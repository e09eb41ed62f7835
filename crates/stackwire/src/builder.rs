//! translation of rendered job configurations into descriptors
use crate::descriptor::{AssetBundle, JobDescriptor, ResourceId, ScheduleDescriptor};
use crate::policy::JobPolicy;
use crate::rendered_config::{MissingFieldError, RenderedConfig};
use indexmap::IndexMap;
use std::path::PathBuf;

/// Everything a job needs that does not come from its own document
///
/// All references are resolved before building; the builder never talks to the parameter store.
#[derive(Debug, Clone)]
pub struct BuildContext {
    pub env_name: String,
    pub service_name: String,
    pub job_kind: String,
    pub role_arn: String,
    /// `s3://bucket`, see [storage_root_uri]
    pub storage_root: String,
    pub security_configuration: String,
    pub connections: Vec<String>,
    /// arguments every job receives unless its document overrides them
    pub default_arguments: IndexMap<String, String>,
    pub policy: JobPolicy,
}

/// A job and its optional schedule
#[derive(Debug, Clone, PartialEq)]
pub struct BuiltJob {
    pub job: JobDescriptor,
    pub schedule: Option<ScheduleDescriptor>,
}

/// Build the descriptors for a single document
pub fn build(rendered: &RenderedConfig, context: &BuildContext) -> Result<BuiltJob, MissingFieldError> {
    let job_config = &rendered.job_config;
    let require = |value: &Option<String>, field: &str| {
        value
            .as_deref()
            .filter(|value| !value.trim().is_empty())
            .map(str::to_owned)
            .ok_or_else(|| MissingFieldError::new(&rendered.source, field))
    };

    let script_location_prefix = require(
        &job_config.script_location_prefix,
        "jobConfig.scriptLocationPrefix",
    )?;
    let script_name = require(&job_config.script_name, "jobConfig.scriptName")?;

    let script_folder = [
        context.storage_root.trim_end_matches('/'),
        "assets/setup",
        context.service_name.as_str(),
        context.job_kind.as_str(),
        script_location_prefix.trim_matches('/'),
    ]
    .join("/");

    let assets = job_config
        .asset_folder_location
        .as_deref()
        .filter(|location| !location.trim().is_empty())
        .map(|location| AssetBundle {
            source: rendered
                .source
                .parent()
                .map(|dir| dir.join(location))
                .unwrap_or_else(|| PathBuf::from(location)),
            destination: format!("{script_folder}/"),
        });

    let mut default_arguments = context.default_arguments.clone();
    for (key, value) in &job_config.job_parameters {
        default_arguments.insert(argument_key(key), value.clone());
    }

    let policy = &context.policy;
    let job = JobDescriptor {
        name: job_config.name.clone(),
        source: rendered.source.clone(),
        role_arn: context.role_arn.clone(),
        connections: context.connections.clone(),
        security_configuration: context.security_configuration.clone(),
        max_concurrent_runs: policy.max_concurrent_runs,
        timeout: policy.timeout,
        worker_count: policy.worker_count,
        worker_type: policy.worker_type.clone(),
        runtime_version: policy.runtime_version.clone(),
        script_location: format!("{script_folder}/{}", script_name.trim_start_matches('/')),
        assets,
        default_arguments,
    };

    let schedule = match job_config.schedule_for(&context.env_name) {
        Some(cron) => Some(ScheduleDescriptor {
            name: format!("{}-schedule", job.name),
            cron: cron.to_owned(),
            job: job.id(),
            start_on_creation: true,
        }),
        None => {
            tracing::debug!(job = %job.name, env = %context.env_name, "no schedule");
            None
        }
    };

    Ok(BuiltJob { job, schedule })
}

/// Build all documents of one run, rejecting duplicate job names
pub fn build_all(rendered: &[RenderedConfig], context: &BuildContext) -> Result<Vec<BuiltJob>, BuildError> {
    let mut seen: IndexMap<&str, &PathBuf> = IndexMap::default();
    for config in rendered {
        if let Some(first) = seen.insert(&config.job_config.name, &config.source) {
            return Err(NameCollisionError {
                name: config.job_config.name.clone(),
                first: first.clone(),
                second: config.source.clone(),
            }
            .into());
        }
    }

    rendered
        .iter()
        .map(|config| build(config, context).map_err(BuildError::from))
        .collect()
}

/// Glue style argument key: `--name`
fn argument_key(key: &str) -> String {
    if key.starts_with("--") {
        key.to_owned()
    } else {
        format!("--{key}")
    }
}

/// Normalise a storage root given as bucket arn, `s3://` uri or bare bucket name
pub fn storage_root_uri(value: &str) -> String {
    let value = value.trim().trim_end_matches('/');

    if let Some(bucket) = value.strip_prefix("arn:aws:s3:::") {
        return format!("s3://{bucket}");
    }

    if value.starts_with("s3://") {
        return value.to_owned();
    }

    format!("s3://{value}")
}

/// Two documents declare the same job name
#[derive(thiserror::Error, Debug, PartialEq, Eq)]
#[error("Job name `{name}` is declared in {} and {}", .first.display(), .second.display())]
pub struct NameCollisionError {
    pub name: String,
    pub first: PathBuf,
    pub second: PathBuf,
}

#[derive(thiserror::Error, Debug)]
pub enum BuildError {
    #[error(transparent)]
    NameCollision(#[from] NameCollisionError),
    #[error(transparent)]
    MissingField(#[from] MissingFieldError),
}
//! discovery and loading of configuration documents
//!
//! [discover] walks a directory tree depth-first and returns every file whose name ends with the
//! configured suffix. Entries are returned in the order the filesystem yields them; nothing is
//! sorted, so the order is only good for display.
//!
//! [ConfigDocument] pairs the raw text of one file with its path. The path is kept so rendering
//! errors can point back at the file that caused them.
use std::path::{Path, PathBuf};

/// Default suffix of job configuration documents
pub const DEFAULT_SUFFIX: &str = ".yaml";

/// Raw text of a single discovered file
#[derive(Debug, Clone, derive_new::new)]
pub struct ConfigDocument {
    pub path: PathBuf,
    pub raw_content: String,
}

impl ConfigDocument {
    pub fn load(path: &Path) -> Result<Self, DiscoveryError> {
        tracing::info!(path=%path.display(), "loading file");

        let raw_content = std::fs::read_to_string(path).map_err(|source| DiscoveryError::Read {
            path: path.to_owned(),
            source,
        })?;

        Ok(Self::new(path.to_owned(), raw_content))
    }
}

/// Recursively collect all files below `root_dir` whose name ends with `suffix`
pub fn discover(root_dir: &Path, suffix: &str) -> Result<Vec<PathBuf>, DiscoveryError> {
    if !root_dir.exists() {
        return Err(DiscoveryError::RootMissing(root_dir.to_owned()));
    }

    if !root_dir.is_dir() {
        return Err(DiscoveryError::NotADirectory(root_dir.to_owned()));
    }

    let mut found = vec![];
    visit_directory(root_dir, suffix, &mut found)?;

    tracing::debug!(root=%root_dir.display(), count = found.len(), "discovery finished");
    Ok(found)
}

/// Discover and read every matching document below `root_dir`
pub fn load_all(root_dir: &Path, suffix: &str) -> Result<Vec<ConfigDocument>, DiscoveryError> {
    discover(root_dir, suffix)?
        .iter()
        .map(|path| ConfigDocument::load(path))
        .collect()
}

fn visit_directory(
    dir_path: &Path,
    suffix: &str,
    found: &mut Vec<PathBuf>,
) -> Result<(), DiscoveryError> {
    let traversal_error = |source| DiscoveryError::Traverse {
        path: dir_path.to_owned(),
        source,
    };

    let read_dir = std::fs::read_dir(dir_path).map_err(traversal_error)?;
    for dir_entry in read_dir {
        let dir_entry = dir_entry.map_err(traversal_error)?;
        let file_type = dir_entry.file_type().map_err(traversal_error)?;
        let entry_path = dir_entry.path();

        if file_type.is_dir() {
            visit_directory(&entry_path, suffix, found)?;
            continue;
        }

        let matches_suffix = dir_entry.file_name().to_string_lossy().ends_with(suffix);
        if !matches_suffix {
            continue;
        }

        tracing::trace!(path=%entry_path.display(), "discovered");
        found.push(entry_path);
    }

    Ok(())
}

#[derive(thiserror::Error, Debug)]
pub enum DiscoveryError {
    #[error("Config root {0} does not exist")]
    RootMissing(PathBuf),
    #[error("Config root {0} is not a directory")]
    NotADirectory(PathBuf),
    #[error("Unable to traverse {path}")]
    Traverse {
        path: PathBuf,
        #[source]
        source: std::io::Error,
    },
    #[error("Unable to read {path}")]
    Read {
        path: PathBuf,
        #[source]
        source: std::io::Error,
    },
}

#[cfg(test)]
mod test {
    use super::*;
    use pretty_assertions::assert_eq;

    fn touch(path: &Path, contents: &str) {
        std::fs::create_dir_all(path.parent().unwrap()).unwrap();
        std::fs::write(path, contents).unwrap();
    }

    #[test]
    fn finds_nested_files_with_suffix() {
        let root = tempfile::tempdir().unwrap();
        touch(&root.path().join("a/job_a.yaml"), "a");
        touch(&root.path().join("a/b/c/job_c.yaml"), "c");
        touch(&root.path().join("b/readme.md"), "ignored");
        touch(&root.path().join("job_root.yaml"), "root");

        let mut found: Vec<_> = discover(root.path(), ".yaml")
            .unwrap()
            .into_iter()
            .map(|path| path.strip_prefix(root.path()).unwrap().to_owned())
            .collect();
        found.sort();

        assert_eq!(
            found,
            vec![
                PathBuf::from("a/b/c/job_c.yaml"),
                PathBuf::from("a/job_a.yaml"),
                PathBuf::from("job_root.yaml"),
            ]
        );
    }

    #[test]
    fn directories_are_not_matched_by_suffix() {
        let root = tempfile::tempdir().unwrap();
        std::fs::create_dir_all(root.path().join("looks_like.yaml")).unwrap();

        assert!(discover(root.path(), ".yaml").unwrap().is_empty());
    }

    #[test]
    fn missing_root_errors() {
        let root = tempfile::tempdir().unwrap();
        let missing = root.path().join("nope");

        let err = discover(&missing, ".yaml").unwrap_err();
        assert!(matches!(err, DiscoveryError::RootMissing(path) if path == missing));
    }

    #[test]
    fn file_as_root_errors() {
        let root = tempfile::tempdir().unwrap();
        let file = root.path().join("file.yaml");
        touch(&file, "x");

        assert!(matches!(
            discover(&file, ".yaml"),
            Err(DiscoveryError::NotADirectory(_))
        ));
    }

    #[test]
    fn load_all_reads_contents() {
        let root = tempfile::tempdir().unwrap();
        touch(&root.path().join("nested/job.yaml"), "jobConfig: {}");

        let documents = load_all(root.path(), ".yaml").unwrap();
        assert_eq!(documents.len(), 1);
        assert_eq!(documents[0].raw_content, "jobConfig: {}");
    }
}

□ □ □ □

--- Exercise aim ---
Copy out each line of the records where the string "Result" appears.

--- Solution to the problem ---
pub fn build(rendered: &RenderedConfig, context: &BuildContext) -> Result<BuiltJob, MissingFieldError> {
pub fn build_all(rendered: &[RenderedConfig], context: &BuildContext) -> Result<Vec<BuiltJob>, BuildError> {
    pub fn load(path: &Path) -> Result<Self, DiscoveryError> {
pub fn discover(root_dir: &Path, suffix: &str) -> Result<Vec<PathBuf>, DiscoveryError> {
pub fn load_all(root_dir: &Path, suffix: &str) -> Result<Vec<ConfigDocument>, DiscoveryError> {
) -> Result<(), DiscoveryError> {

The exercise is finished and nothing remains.